**Your objective:** Using the listing below, say how many lines have the string "flags" in them, giving the number alone.

=== Begin Enclosure ===

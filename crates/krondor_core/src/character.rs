use std::io::{Read, Seek};

use serde::{Deserialize, Serialize};
use tracing::debug;

use crate::error::Result;
use crate::flags::EventFlags;
use crate::inventory::Inventory;
use crate::reader::LittleEndianReader;
use crate::types::{
    CONDITION_COUNT, CONDITION_NAMES, CharIndex, SKILL_COUNT, SKILL_NAMES, SPELL_BYTES,
};

#[derive(Debug, Clone, Copy, PartialEq, Eq, Default, Serialize, Deserialize)]
pub struct Skill {
    pub max: u8,
    pub current: u8,
    pub limit: u8,
    pub experience: u8,
    pub modifier: i8,
    /// Selected for training. Stored as an event flag, not in the record.
    pub selected: bool,
    /// Improved since the player last looked. Stored as an event flag.
    pub unseen_improvement: bool,
}

#[derive(Debug, Clone, PartialEq, Eq, Default, Serialize, Deserialize)]
pub struct Skills(pub [Skill; SKILL_COUNT]);

impl Skills {
    pub fn get(&self, index: usize) -> Option<&Skill> {
        self.0.get(index)
    }

    pub fn named(&self) -> impl Iterator<Item = (&'static str, &Skill)> {
        SKILL_NAMES.into_iter().zip(self.0.iter())
    }

    pub fn clear_unseen_improvements(&mut self) {
        for skill in &mut self.0 {
            skill.unseen_improvement = false;
        }
    }
}

/// Owned spells as a 48-bit little-endian bit set.
#[derive(Debug, Clone, Copy, PartialEq, Eq, Default, Serialize, Deserialize)]
pub struct Spells(pub [u8; SPELL_BYTES]);

impl Spells {
    pub fn has_spell(&self, index: usize) -> bool {
        self.0
            .get(index / 8)
            .is_some_and(|byte| byte & (1 << (index % 8)) != 0)
    }

    pub fn indices(&self) -> Vec<usize> {
        (0..SPELL_BYTES * 8).filter(|&i| self.has_spell(i)).collect()
    }
}

/// Per-condition severity, 0 meaning unaffected.
#[derive(Debug, Clone, Copy, PartialEq, Eq, Default, Serialize, Deserialize)]
pub struct Conditions(pub [u8; CONDITION_COUNT]);

impl Conditions {
    pub fn named(&self) -> impl Iterator<Item = (&'static str, u8)> + '_ {
        CONDITION_NAMES.into_iter().zip(self.0.iter().copied())
    }

    pub fn active(&self) -> impl Iterator<Item = (&'static str, u8)> + '_ {
        self.named().filter(|(_, v)| *v != 0)
    }
}

#[derive(Debug, Clone, PartialEq, Eq, Serialize, Deserialize)]
pub struct Character {
    pub index: CharIndex,
    pub name: String,
    pub skills: Skills,
    pub spells: Spells,
    pub unknown: [u8; 2],
    pub unknown2: [u8; 7],
    pub conditions: Conditions,
    pub inventory: Inventory,
}

/// The fixed-width part of a character: spells and skills.
#[derive(Debug, Clone, PartialEq, Eq)]
pub struct SkillRecord {
    pub unknown: [u8; 2],
    pub spells: Spells,
    pub skills: Skills,
    pub unknown2: [u8; 7],
}

/// Decode the 95-byte skill record of `character`. The `selected` and
/// `unseen_improvement` booleans are looked up in `flags`.
pub fn decode_skill_record<R: Read + Seek, B: AsRef<[u8]>>(
    r: &mut LittleEndianReader<R>,
    flags: &EventFlags<B>,
    character: u8,
) -> Result<SkillRecord> {
    let unknown = r.read_array::<2>()?;
    let spells = Spells(r.read_array::<SPELL_BYTES>()?);

    let mut skills = Skills::default();
    for (i, skill) in skills.0.iter_mut().enumerate() {
        let max = r.read_u8()?;
        let current = r.read_u8()?;
        let limit = r.read_u8()?;
        let experience = r.read_u8()?;
        let modifier = r.read_i8()?;
        *skill = Skill {
            max,
            current,
            limit,
            experience,
            modifier,
            selected: flags.read_skill_selected(character, i as u8)?,
            unseen_improvement: flags.read_skill_unseen_improvement(character, i as u8)?,
        };
    }

    let unknown2 = r.read_array::<7>()?;
    let end = r.position()?;
    debug!(character, end = format_args!("0x{end:x}"), "skill record");
    Ok(SkillRecord {
        unknown,
        spells,
        skills,
        unknown2,
    })
}

pub fn decode_conditions<R: Read + Seek>(r: &mut LittleEndianReader<R>) -> Result<Conditions> {
    Ok(Conditions(r.read_array::<CONDITION_COUNT>()?))
}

=== End Enclosure ===

**Expected output:** 5